%%

//! Configuration for the lab runtime.
//!
//! The lab configuration bounds deterministic execution:
//! - Maximum number of scheduling steps per run
//! - Whether a stalled run (blocked tasks, nothing runnable) panics

/// Environment variable read by [`LabConfig::from_env`].
pub const MAX_STEPS_ENV: &str = "COOPSYNC_LAB_MAX_STEPS";

/// Configuration for the lab runtime.
#[derive(Debug, Clone, PartialEq, Eq)]
pub struct LabConfig {
    /// Maximum number of steps before a run stops.
    pub max_steps: Option<u64>,
    /// Whether to panic when a run ends with tasks still blocked.
    pub panic_on_stall: bool,
}

impl LabConfig {
    /// Creates the default configuration.
    #[must_use]
    pub const fn new() -> Self {
        Self {
            max_steps: Some(100_000),
            panic_on_stall: false,
        }
    }

    /// Creates a configuration whose step limit comes from
    /// `COOPSYNC_LAB_MAX_STEPS`.
    ///
    /// `0` disables the limit. A missing or unparsable value keeps the
    /// default.
    #[must_use]
    pub fn from_env() -> Self {
        Self::new().with_max_steps_var(std::env::var(MAX_STEPS_ENV).ok().as_deref())
    }

    fn with_max_steps_var(self, value: Option<&str>) -> Self {
        let Some(value) = value else {
            return self;
        };
        match value.trim().parse::<u64>() {
            Ok(0) => self.no_step_limit(),
            Ok(steps) => self.max_steps(steps),
            Err(err) => {
                tracing::warn!(%value, %err, "ignoring invalid {MAX_STEPS_ENV}");
                self
            }
        }
    }

    /// Sets the maximum number of steps.
    #[must_use]
    pub const fn max_steps(mut self, steps: u64) -> Self {
        self.max_steps = Some(steps);
        self
    }

    /// Disables the step limit.
    #[must_use]
    pub const fn no_step_limit(mut self) -> Self {
        self.max_steps = None;
        self
    }

    /// Sets whether to panic when a run stalls.
    #[must_use]
    pub const fn panic_on_stall(mut self, value: bool) -> Self {
        self.panic_on_stall = value;
        self
    }
}

impl Default for LabConfig {
    fn default() -> Self {
        Self::new()
    }
}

%%

Go through the entries and return each line where the word "impl" occurs.

impl LabConfig {
impl Default for LabConfig {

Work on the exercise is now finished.